Output all of the listing, leaving every line exactly as written.

◇ ◇ ◇

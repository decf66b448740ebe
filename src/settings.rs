//! Project & Renderer Settings
//!
//! [`ProjectSettings`] locates the asset tree and the derived-data cache on
//! disk and round-trips through JSON so tooling can edit it.
//! [`RenderSettings`] configures the frame pipeline at startup (validation,
//! vsync, frames in flight) and is plain in-memory state.

use std::fs;
use std::path::{Path, PathBuf};

use serde::{Deserialize, Serialize};

use crate::errors::Result;

/// Build flavor segment of the shader cache path. Debug and release builds
/// compile with different option sets, so their bytecode never mixes.
pub const BUILD_CONFIG: &str = if cfg!(debug_assertions) {
    "Debug"
} else {
    "Release"
};

/// On-disk project layout: where assets live and where derived data goes.
#[derive(Debug, Clone, Serialize, Deserialize, PartialEq, Eq)]
pub struct ProjectSettings {
    /// Root of the source asset tree (shader includes resolve inside it).
    pub asset_path: PathBuf,
    /// Root of the derived-data cache.
    pub asset_cache_path: PathBuf,
}

impl ProjectSettings {
    /// Default file name used by [`ProjectSettings::load`] / [`save`].
    ///
    /// [`save`]: ProjectSettings::save
    pub const FILE_NAME: &'static str = "ProjectSettings.json";

    #[must_use]
    pub fn new(asset_path: impl Into<PathBuf>, asset_cache_path: impl Into<PathBuf>) -> Self {
        Self {
            asset_path: asset_path.into(),
            asset_cache_path: asset_cache_path.into(),
        }
    }

    /// Reads settings from a JSON file.
    pub fn load(path: &Path) -> Result<Self> {
        let text = fs::read_to_string(path)?;
        Ok(serde_json::from_str(&text)?)
    }

    /// Writes settings as pretty-printed JSON.
    pub fn save(&self, path: &Path) -> Result<()> {
        let text = serde_json::to_string_pretty(self)?;
        fs::write(path, text)?;
        Ok(())
    }

    /// Directory holding compiled shader bytecode for the current build
    /// flavor: `<asset_cache>/Shader/<Debug|Release>`.
    #[must_use]
    pub fn shader_cache_dir(&self) -> PathBuf {
        self.asset_cache_path.join("Shader").join(BUILD_CONFIG)
    }
}

/// Startup configuration for the frame pipeline.
#[derive(Debug, Clone)]
pub struct RenderSettings {
    /// Application name reported to the driver.
    pub app_name: String,
    /// Install the validation layer and debug messenger.
    pub validation: bool,
    /// FIFO presentation when true, immediate otherwise.
    pub vsync: bool,
    /// Back-buffer count; also the number of frame slots in flight.
    pub back_buffer_count: u32,
    /// Pre-allocated command buffers per frame slot.
    pub command_buffers_per_frame: u32,
}

impl Default for RenderSettings {
    fn default() -> Self {
        Self {
            app_name: "talos".to_string(),
            validation: cfg!(debug_assertions),
            vsync: true,
            back_buffer_count: 3,
            command_buffers_per_frame: 8,
        }
    }
}

#[cfg(test)]
mod tests {
    use super::*;

    #[test]
    fn test_shader_cache_dir_layout() {
        let settings = ProjectSettings::new("/proj/assets", "/proj/cache");
        let dir = settings.shader_cache_dir();
        assert!(dir.starts_with("/proj/cache/Shader"));
        assert!(dir.ends_with(BUILD_CONFIG));
    }

    #[test]
    fn test_default_render_settings() {
        let settings = RenderSettings::default();
        assert_eq!(settings.back_buffer_count, 3);
        assert!(settings.command_buffers_per_frame > 0);
    }
}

◇ ◇ ◇

TASK ANSWER =
repository decf66b448740ebe
filename src/settings.rs
//! Project & Renderer Settings
//!
//! [`ProjectSettings`] locates the asset tree and the derived-data cache on
//! disk and round-trips through JSON so tooling can edit it.
//! [`RenderSettings`] configures the frame pipeline at startup (validation,
//! vsync, frames in flight) and is plain in-memory state.

use std::fs;
use std::path::{Path, PathBuf};

use serde::{Deserialize, Serialize};

use crate::errors::Result;

/// Build flavor segment of the shader cache path. Debug and release builds
/// compile with different option sets, so their bytecode never mixes.
pub const BUILD_CONFIG: &str = if cfg!(debug_assertions) {
    "Debug"
} else {
    "Release"
};

/// On-disk project layout: where assets live and where derived data goes.
#[derive(Debug, Clone, Serialize, Deserialize, PartialEq, Eq)]
pub struct ProjectSettings {
    /// Root of the source asset tree (shader includes resolve inside it).
    pub asset_path: PathBuf,
    /// Root of the derived-data cache.
    pub asset_cache_path: PathBuf,
}

impl ProjectSettings {
    /// Default file name used by [`ProjectSettings::load`] / [`save`].
    ///
    /// [`save`]: ProjectSettings::save
    pub const FILE_NAME: &'static str = "ProjectSettings.json";

    #[must_use]
    pub fn new(asset_path: impl Into<PathBuf>, asset_cache_path: impl Into<PathBuf>) -> Self {
        Self {
            asset_path: asset_path.into(),
            asset_cache_path: asset_cache_path.into(),
        }
    }

    /// Reads settings from a JSON file.
    pub fn load(path: &Path) -> Result<Self> {
        let text = fs::read_to_string(path)?;
        Ok(serde_json::from_str(&text)?)
    }

    /// Writes settings as pretty-printed JSON.
    pub fn save(&self, path: &Path) -> Result<()> {
        let text = serde_json::to_string_pretty(self)?;
        fs::write(path, text)?;
        Ok(())
    }

    /// Directory holding compiled shader bytecode for the current build
    /// flavor: `<asset_cache>/Shader/<Debug|Release>`.
    #[must_use]
    pub fn shader_cache_dir(&self) -> PathBuf {
        self.asset_cache_path.join("Shader").join(BUILD_CONFIG)
    }
}

/// Startup configuration for the frame pipeline.
#[derive(Debug, Clone)]
pub struct RenderSettings {
    /// Application name reported to the driver.
    pub app_name: String,
    /// Install the validation layer and debug messenger.
    pub validation: bool,
    /// FIFO presentation when true, immediate otherwise.
    pub vsync: bool,
    /// Back-buffer count; also the number of frame slots in flight.
    pub back_buffer_count: u32,
    /// Pre-allocated command buffers per frame slot.
    pub command_buffers_per_frame: u32,
}

impl Default for RenderSettings {
    fn default() -> Self {
        Self {
            app_name: "talos".to_string(),
            validation: cfg!(debug_assertions),
            vsync: true,
            back_buffer_count: 3,
            command_buffers_per_frame: 8,
        }
    }
}

#[cfg(test)]
mod tests {
    use super::*;

    #[test]
    fn test_shader_cache_dir_layout() {
        let settings = ProjectSettings::new("/proj/assets", "/proj/cache");
        let dir = settings.shader_cache_dir();
        assert!(dir.starts_with("/proj/cache/Shader"));
        assert!(dir.ends_with(BUILD_CONFIG));
    }

    #[test]
    fn test_default_render_settings() {
        let settings = RenderSettings::default();
        assert_eq!(settings.back_buffer_count, 3);
        assert!(settings.command_buffers_per_frame > 0);
    }
}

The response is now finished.